### INSTRUCTIONS TO FOLLOW
If a line includes "meshes", copy it out of the entries.

### PROVIDED RECORDS
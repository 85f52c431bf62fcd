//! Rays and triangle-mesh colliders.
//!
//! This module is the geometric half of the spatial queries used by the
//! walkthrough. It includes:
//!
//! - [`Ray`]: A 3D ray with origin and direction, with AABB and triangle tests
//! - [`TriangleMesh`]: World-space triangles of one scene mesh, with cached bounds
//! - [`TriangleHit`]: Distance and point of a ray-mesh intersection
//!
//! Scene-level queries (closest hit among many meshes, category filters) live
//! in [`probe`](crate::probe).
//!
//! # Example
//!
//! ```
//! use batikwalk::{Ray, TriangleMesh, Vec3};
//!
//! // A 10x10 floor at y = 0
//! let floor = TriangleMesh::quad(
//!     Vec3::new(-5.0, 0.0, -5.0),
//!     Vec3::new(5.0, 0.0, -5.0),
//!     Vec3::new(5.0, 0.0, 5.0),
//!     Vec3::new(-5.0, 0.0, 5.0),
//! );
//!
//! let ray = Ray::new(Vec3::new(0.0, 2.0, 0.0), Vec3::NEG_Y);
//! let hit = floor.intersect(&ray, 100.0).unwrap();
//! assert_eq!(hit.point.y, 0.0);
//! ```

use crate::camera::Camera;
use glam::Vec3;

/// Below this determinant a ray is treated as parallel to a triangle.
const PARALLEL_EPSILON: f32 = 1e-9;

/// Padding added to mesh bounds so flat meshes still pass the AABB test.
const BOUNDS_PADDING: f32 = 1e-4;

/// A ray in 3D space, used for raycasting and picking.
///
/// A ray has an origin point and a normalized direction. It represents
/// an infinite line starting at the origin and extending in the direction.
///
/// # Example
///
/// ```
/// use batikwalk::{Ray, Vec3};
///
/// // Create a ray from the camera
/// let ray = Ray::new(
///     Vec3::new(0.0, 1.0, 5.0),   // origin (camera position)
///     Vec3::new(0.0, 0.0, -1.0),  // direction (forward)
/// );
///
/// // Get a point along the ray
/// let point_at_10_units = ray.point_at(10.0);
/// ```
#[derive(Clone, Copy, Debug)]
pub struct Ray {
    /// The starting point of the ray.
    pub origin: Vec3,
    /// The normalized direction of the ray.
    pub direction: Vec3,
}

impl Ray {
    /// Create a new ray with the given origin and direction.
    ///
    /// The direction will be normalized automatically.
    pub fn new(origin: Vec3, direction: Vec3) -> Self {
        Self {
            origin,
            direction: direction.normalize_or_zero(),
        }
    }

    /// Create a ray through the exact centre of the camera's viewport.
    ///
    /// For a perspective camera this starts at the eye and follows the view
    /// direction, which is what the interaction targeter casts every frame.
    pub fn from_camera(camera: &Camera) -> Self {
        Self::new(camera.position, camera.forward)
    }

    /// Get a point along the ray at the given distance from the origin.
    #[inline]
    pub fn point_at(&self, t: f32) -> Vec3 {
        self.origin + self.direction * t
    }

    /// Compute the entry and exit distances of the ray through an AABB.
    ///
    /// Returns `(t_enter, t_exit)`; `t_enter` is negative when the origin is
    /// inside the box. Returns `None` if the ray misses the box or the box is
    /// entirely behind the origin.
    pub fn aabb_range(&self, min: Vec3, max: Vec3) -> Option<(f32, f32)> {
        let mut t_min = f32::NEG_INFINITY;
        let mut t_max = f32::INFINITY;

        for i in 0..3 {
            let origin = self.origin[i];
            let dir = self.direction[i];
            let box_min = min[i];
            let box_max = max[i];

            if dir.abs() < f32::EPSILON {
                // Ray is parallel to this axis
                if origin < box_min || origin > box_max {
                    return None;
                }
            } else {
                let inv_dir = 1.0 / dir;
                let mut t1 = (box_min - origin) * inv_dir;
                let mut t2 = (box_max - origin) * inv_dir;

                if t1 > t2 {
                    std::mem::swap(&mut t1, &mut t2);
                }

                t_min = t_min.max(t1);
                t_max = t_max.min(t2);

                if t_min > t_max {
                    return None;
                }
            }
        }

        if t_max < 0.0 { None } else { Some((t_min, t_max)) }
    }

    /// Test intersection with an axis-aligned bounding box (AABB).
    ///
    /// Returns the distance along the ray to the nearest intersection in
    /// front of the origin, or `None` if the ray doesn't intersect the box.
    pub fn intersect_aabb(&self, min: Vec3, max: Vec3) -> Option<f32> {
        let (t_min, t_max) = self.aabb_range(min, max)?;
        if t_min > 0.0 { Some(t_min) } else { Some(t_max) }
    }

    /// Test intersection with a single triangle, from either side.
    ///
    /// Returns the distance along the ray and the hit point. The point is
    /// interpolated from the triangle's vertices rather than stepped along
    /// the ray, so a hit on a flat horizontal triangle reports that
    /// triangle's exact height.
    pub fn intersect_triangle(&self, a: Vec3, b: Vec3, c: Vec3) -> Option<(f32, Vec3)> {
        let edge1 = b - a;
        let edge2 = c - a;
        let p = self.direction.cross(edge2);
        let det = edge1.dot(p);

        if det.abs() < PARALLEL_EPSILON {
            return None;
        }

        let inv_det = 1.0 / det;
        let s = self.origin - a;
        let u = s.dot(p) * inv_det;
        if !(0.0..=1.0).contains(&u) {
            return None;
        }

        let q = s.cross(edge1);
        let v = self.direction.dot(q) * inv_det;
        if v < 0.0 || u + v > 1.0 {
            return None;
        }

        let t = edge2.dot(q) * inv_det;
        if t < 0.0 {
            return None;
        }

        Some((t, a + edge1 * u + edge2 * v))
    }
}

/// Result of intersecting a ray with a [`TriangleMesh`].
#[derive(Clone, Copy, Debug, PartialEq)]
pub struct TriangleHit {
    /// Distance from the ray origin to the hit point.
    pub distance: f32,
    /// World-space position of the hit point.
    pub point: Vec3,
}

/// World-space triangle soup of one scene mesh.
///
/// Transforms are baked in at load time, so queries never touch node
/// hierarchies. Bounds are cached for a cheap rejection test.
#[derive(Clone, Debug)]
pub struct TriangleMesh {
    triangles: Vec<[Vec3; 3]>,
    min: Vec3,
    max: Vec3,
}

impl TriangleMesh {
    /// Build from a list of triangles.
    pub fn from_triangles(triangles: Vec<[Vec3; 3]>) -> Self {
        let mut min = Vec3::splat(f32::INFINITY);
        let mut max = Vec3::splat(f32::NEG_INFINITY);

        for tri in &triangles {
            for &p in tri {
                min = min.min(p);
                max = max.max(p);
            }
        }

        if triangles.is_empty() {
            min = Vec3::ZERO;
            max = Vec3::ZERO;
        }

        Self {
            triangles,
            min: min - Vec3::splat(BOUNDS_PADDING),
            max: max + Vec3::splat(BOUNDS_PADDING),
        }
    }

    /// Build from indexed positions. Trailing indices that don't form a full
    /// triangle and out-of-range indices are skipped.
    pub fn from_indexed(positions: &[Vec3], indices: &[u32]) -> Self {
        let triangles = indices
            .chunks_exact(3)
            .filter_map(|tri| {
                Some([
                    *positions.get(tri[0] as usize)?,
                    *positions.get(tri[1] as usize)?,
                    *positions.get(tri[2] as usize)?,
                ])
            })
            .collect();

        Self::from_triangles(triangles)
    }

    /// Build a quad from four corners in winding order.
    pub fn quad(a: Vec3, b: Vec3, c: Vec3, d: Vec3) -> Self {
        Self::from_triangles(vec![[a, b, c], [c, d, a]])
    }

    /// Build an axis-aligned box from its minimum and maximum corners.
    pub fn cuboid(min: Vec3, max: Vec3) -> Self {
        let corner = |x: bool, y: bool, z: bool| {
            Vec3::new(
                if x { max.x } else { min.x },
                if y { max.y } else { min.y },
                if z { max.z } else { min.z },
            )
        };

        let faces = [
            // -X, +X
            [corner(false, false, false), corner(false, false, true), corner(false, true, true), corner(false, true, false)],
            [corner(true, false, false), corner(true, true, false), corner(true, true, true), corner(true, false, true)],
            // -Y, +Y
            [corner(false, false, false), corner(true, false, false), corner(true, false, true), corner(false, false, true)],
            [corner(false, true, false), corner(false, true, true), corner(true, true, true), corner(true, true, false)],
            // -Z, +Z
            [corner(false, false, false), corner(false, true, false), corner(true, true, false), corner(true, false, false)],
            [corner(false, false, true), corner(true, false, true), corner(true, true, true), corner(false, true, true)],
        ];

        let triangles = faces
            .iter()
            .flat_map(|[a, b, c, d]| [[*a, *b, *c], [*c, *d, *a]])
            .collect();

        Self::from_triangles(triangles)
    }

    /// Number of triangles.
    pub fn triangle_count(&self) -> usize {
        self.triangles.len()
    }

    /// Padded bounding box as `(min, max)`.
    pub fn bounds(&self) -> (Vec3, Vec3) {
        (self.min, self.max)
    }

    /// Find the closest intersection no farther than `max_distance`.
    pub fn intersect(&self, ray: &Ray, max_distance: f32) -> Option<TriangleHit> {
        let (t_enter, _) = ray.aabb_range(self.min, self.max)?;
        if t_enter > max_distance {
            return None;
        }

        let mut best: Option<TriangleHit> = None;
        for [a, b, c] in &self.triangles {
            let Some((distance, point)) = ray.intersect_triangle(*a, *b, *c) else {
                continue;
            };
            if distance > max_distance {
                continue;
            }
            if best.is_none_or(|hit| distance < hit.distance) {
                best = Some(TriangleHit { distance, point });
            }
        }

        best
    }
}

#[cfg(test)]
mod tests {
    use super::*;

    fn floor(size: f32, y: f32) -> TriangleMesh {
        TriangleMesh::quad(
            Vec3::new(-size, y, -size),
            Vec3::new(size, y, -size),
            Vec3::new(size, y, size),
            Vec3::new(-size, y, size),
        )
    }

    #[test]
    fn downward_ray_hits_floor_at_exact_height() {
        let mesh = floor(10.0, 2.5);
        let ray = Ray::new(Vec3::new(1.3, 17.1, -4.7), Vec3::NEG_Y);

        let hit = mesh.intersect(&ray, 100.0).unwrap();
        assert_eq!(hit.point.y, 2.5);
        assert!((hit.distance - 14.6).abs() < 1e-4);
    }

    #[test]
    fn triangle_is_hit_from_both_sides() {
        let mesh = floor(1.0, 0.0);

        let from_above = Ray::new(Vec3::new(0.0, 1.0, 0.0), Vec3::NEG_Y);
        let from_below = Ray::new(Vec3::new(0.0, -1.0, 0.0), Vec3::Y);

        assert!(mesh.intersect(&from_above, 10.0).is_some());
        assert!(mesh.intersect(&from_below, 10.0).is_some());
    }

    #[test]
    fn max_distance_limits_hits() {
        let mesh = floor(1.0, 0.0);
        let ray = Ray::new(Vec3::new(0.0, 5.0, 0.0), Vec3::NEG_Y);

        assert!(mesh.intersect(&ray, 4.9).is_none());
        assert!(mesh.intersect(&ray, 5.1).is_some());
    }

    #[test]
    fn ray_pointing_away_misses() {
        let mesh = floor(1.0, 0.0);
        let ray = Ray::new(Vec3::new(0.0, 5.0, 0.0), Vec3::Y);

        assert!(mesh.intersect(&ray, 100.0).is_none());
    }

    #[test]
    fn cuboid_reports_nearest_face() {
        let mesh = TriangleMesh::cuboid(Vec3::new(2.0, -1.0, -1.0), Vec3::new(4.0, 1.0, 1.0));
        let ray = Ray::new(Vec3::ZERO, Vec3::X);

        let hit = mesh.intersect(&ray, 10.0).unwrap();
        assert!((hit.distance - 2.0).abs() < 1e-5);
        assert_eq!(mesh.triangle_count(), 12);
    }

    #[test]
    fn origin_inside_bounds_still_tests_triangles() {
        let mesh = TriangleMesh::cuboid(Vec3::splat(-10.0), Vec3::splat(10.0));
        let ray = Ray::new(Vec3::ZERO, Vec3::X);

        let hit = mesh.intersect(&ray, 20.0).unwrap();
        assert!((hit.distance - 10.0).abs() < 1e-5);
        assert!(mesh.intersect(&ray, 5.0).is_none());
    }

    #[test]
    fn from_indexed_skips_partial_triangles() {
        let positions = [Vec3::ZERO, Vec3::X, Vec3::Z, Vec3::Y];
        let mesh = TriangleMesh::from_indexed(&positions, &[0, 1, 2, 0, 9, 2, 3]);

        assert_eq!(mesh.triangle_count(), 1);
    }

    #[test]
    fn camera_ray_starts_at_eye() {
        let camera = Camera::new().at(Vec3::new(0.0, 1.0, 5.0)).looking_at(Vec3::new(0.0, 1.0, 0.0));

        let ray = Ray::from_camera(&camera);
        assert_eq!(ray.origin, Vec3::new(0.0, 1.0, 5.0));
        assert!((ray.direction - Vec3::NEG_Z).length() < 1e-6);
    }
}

### RESPONSE TO THE TASK
//! Scene-level queries (closest hit among many meshes, category filters) live
/// Padding added to mesh bounds so flat meshes still pass the AABB test.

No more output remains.